**Aim of the exercise:**
An exact copy of all the data is required.

※ ※ ※

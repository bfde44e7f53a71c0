//! Type-safe price representation using decimal arithmetic.

use core::fmt;

use rust_decimal::Decimal;
use serde::{Deserialize, Serialize};

/// A price with currency information.
///
/// Amounts are stored in the currency's standard unit (dollars, not cents)
/// and always rendered with two decimal places.
#[derive(Debug, Clone, Copy, PartialEq, Eq, Serialize, Deserialize)]
pub struct Price {
    /// Amount in the currency's standard unit.
    pub amount: Decimal,
    /// ISO 4217 currency code.
    #[serde(default)]
    pub currency_code: CurrencyCode,
}

impl Price {
    /// Create a new price.
    #[must_use]
    pub const fn new(amount: Decimal, currency_code: CurrencyCode) -> Self {
        Self {
            amount,
            currency_code,
        }
    }

    /// Create a USD price from a whole number of cents.
    ///
    /// ```
    /// use cellar_door_core::Price;
    ///
    /// assert_eq!(Price::usd_cents(4_250).to_string(), "$42.50");
    /// ```
    #[must_use]
    pub fn usd_cents(cents: i64) -> Self {
        Self::new(Decimal::new(cents, 2), CurrencyCode::USD)
    }

    /// A zero amount in the given currency.
    #[must_use]
    pub const fn zero(currency_code: CurrencyCode) -> Self {
        Self::new(Decimal::ZERO, currency_code)
    }

    /// Multiply by a line quantity.
    #[must_use]
    pub fn times(self, quantity: u32) -> Self {
        Self::new(self.amount * Decimal::from(quantity), self.currency_code)
    }

    /// Add two prices of the same currency.
    ///
    /// Returns `None` when the currencies differ.
    #[must_use]
    pub fn checked_add(self, other: Self) -> Option<Self> {
        (self.currency_code == other.currency_code)
            .then(|| Self::new(self.amount + other.amount, self.currency_code))
    }
}

impl fmt::Display for Price {
    fn fmt(&self, f: &mut fmt::Formatter<'_>) -> fmt::Result {
        write!(
            f,
            "{}{:.2}",
            self.currency_code.symbol(),
            self.amount.round_dp(2)
        )
    }
}

/// ISO 4217 currency codes.
#[derive(Debug, Clone, Copy, PartialEq, Eq, Hash, Serialize, Deserialize, Default)]
pub enum CurrencyCode {
    #[default]
    USD,
    EUR,
    GBP,
    CAD,
    AUD,
}

impl CurrencyCode {
    /// Display symbol for the currency.
    #[must_use]
    pub const fn symbol(self) -> &'static str {
        match self {
            Self::USD | Self::CAD | Self::AUD => "$",
            Self::EUR => "€",
            Self::GBP => "£",
        }
    }
}
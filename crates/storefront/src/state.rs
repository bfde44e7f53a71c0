//! Application state shared across handlers.

use std::sync::Arc;

use crate::catalog::Catalog;
use crate::config::StorefrontConfig;
use crate::middleware::auth::{AdminGuard, SignedSessionGuard};
use crate::services::auth::SessionSigner;

/// Application state shared across all handlers.
///
/// Cheaply cloneable via `Arc` and immutable after startup.
#[derive(Clone)]
pub struct AppState {
    inner: Arc<AppStateInner>,
}

struct AppStateInner {
    config: StorefrontConfig,
    catalog: Catalog,
    signer: SessionSigner,
    admin_guard: Arc<dyn AdminGuard>,
}

impl AppState {
    /// Create state with the production admin guard.
    #[must_use]
    pub fn new(config: StorefrontConfig, catalog: Catalog) -> Self {
        let signer = session_signer(&config);
        let guard = Arc::new(SignedSessionGuard::new(signer.clone()));
        Self::build(config, catalog, signer, guard)
    }

    /// Create state with a custom admin guard.
    #[must_use]
    pub fn with_guard(
        config: StorefrontConfig,
        catalog: Catalog,
        admin_guard: Arc<dyn AdminGuard>,
    ) -> Self {
        let signer = session_signer(&config);
        Self::build(config, catalog, signer, admin_guard)
    }

    fn build(
        config: StorefrontConfig,
        catalog: Catalog,
        signer: SessionSigner,
        admin_guard: Arc<dyn AdminGuard>,
    ) -> Self {
        Self {
            inner: Arc::new(AppStateInner {
                config,
                catalog,
                signer,
                admin_guard,
            }),
        }
    }

    /// Get a reference to the storefront configuration.
    #[must_use]
    pub fn config(&self) -> &StorefrontConfig {
        &self.inner.config
    }

    /// Get a reference to the product catalog.
    #[must_use]
    pub fn catalog(&self) -> &Catalog {
        &self.inner.catalog
    }

    /// Signer used to mint admin session tokens.
    #[must_use]
    pub fn signer(&self) -> &SessionSigner {
        &self.inner.signer
    }

    /// Guard every admin handler consults first.
    #[must_use]
    pub fn admin_guard(&self) -> &dyn AdminGuard {
        self.inner.admin_guard.as_ref()
    }
}

fn session_signer(config: &StorefrontConfig) -> SessionSigner {
    SessionSigner::new(
        config.session_secret.clone(),
        chrono::Duration::hours(config.admin.session_hours),
    )
}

※ ※ ※

**Response area:**
repository bfde44e7f53a71c0
//! Type-safe price representation using decimal arithmetic.

use core::fmt;

use rust_decimal::Decimal;
use serde::{Deserialize, Serialize};

/// A price with currency information.
///
/// Amounts are stored in the currency's standard unit (dollars, not cents)
/// and always rendered with two decimal places.
#[derive(Debug, Clone, Copy, PartialEq, Eq, Serialize, Deserialize)]
pub struct Price {
    /// Amount in the currency's standard unit.
    pub amount: Decimal,
    /// ISO 4217 currency code.
    #[serde(default)]
    pub currency_code: CurrencyCode,
}

impl Price {
    /// Create a new price.
    #[must_use]
    pub const fn new(amount: Decimal, currency_code: CurrencyCode) -> Self {
        Self {
            amount,
            currency_code,
        }
    }

    /// Create a USD price from a whole number of cents.
    ///
    /// ```
    /// use cellar_door_core::Price;
    ///
    /// assert_eq!(Price::usd_cents(4_250).to_string(), "$42.50");
    /// ```
    #[must_use]
    pub fn usd_cents(cents: i64) -> Self {
        Self::new(Decimal::new(cents, 2), CurrencyCode::USD)
    }

    /// A zero amount in the given currency.
    #[must_use]
    pub const fn zero(currency_code: CurrencyCode) -> Self {
        Self::new(Decimal::ZERO, currency_code)
    }

    /// Multiply by a line quantity.
    #[must_use]
    pub fn times(self, quantity: u32) -> Self {
        Self::new(self.amount * Decimal::from(quantity), self.currency_code)
    }

    /// Add two prices of the same currency.
    ///
    /// Returns `None` when the currencies differ.
    #[must_use]
    pub fn checked_add(self, other: Self) -> Option<Self> {
        (self.currency_code == other.currency_code)
            .then(|| Self::new(self.amount + other.amount, self.currency_code))
    }
}

impl fmt::Display for Price {
    fn fmt(&self, f: &mut fmt::Formatter<'_>) -> fmt::Result {
        write!(
            f,
            "{}{:.2}",
            self.currency_code.symbol(),
            self.amount.round_dp(2)
        )
    }
}

/// ISO 4217 currency codes.
#[derive(Debug, Clone, Copy, PartialEq, Eq, Hash, Serialize, Deserialize, Default)]
pub enum CurrencyCode {
    #[default]
    USD,
    EUR,
    GBP,
    CAD,
    AUD,
}

impl CurrencyCode {
    /// Display symbol for the currency.
    #[must_use]
    pub const fn symbol(self) -> &'static str {
        match self {
            Self::USD | Self::CAD | Self::AUD => "$",
            Self::EUR => "€",
            Self::GBP => "£",
        }
    }
}
filename crates/storefront/src/state.rs
repository bfde44e7f53a71c0
//! Application state shared across handlers.

use std::sync::Arc;

use crate::catalog::Catalog;
use crate::config::StorefrontConfig;
use crate::middleware::auth::{AdminGuard, SignedSessionGuard};
use crate::services::auth::SessionSigner;

/// Application state shared across all handlers.
///
/// Cheaply cloneable via `Arc` and immutable after startup.
#[derive(Clone)]
pub struct AppState {
    inner: Arc<AppStateInner>,
}

struct AppStateInner {
    config: StorefrontConfig,
    catalog: Catalog,
    signer: SessionSigner,
    admin_guard: Arc<dyn AdminGuard>,
}

impl AppState {
    /// Create state with the production admin guard.
    #[must_use]
    pub fn new(config: StorefrontConfig, catalog: Catalog) -> Self {
        let signer = session_signer(&config);
        let guard = Arc::new(SignedSessionGuard::new(signer.clone()));
        Self::build(config, catalog, signer, guard)
    }

    /// Create state with a custom admin guard.
    #[must_use]
    pub fn with_guard(
        config: StorefrontConfig,
        catalog: Catalog,
        admin_guard: Arc<dyn AdminGuard>,
    ) -> Self {
        let signer = session_signer(&config);
        Self::build(config, catalog, signer, admin_guard)
    }

    fn build(
        config: StorefrontConfig,
        catalog: Catalog,
        signer: SessionSigner,
        admin_guard: Arc<dyn AdminGuard>,
    ) -> Self {
        Self {
            inner: Arc::new(AppStateInner {
                config,
                catalog,
                signer,
                admin_guard,
            }),
        }
    }

    /// Get a reference to the storefront configuration.
    #[must_use]
    pub fn config(&self) -> &StorefrontConfig {
        &self.inner.config
    }

    /// Get a reference to the product catalog.
    #[must_use]
    pub fn catalog(&self) -> &Catalog {
        &self.inner.catalog
    }

    /// Signer used to mint admin session tokens.
    #[must_use]
    pub fn signer(&self) -> &SessionSigner {
        &self.inner.signer
    }

    /// Guard every admin handler consults first.
    #[must_use]
    pub fn admin_guard(&self) -> &dyn AdminGuard {
        self.inner.admin_guard.as_ref()
    }
}

fn session_signer(config: &StorefrontConfig) -> SessionSigner {
    SessionSigner::new(
        config.session_secret.clone(),
        chrono::Duration::hours(config.admin.session_hours),
    )
}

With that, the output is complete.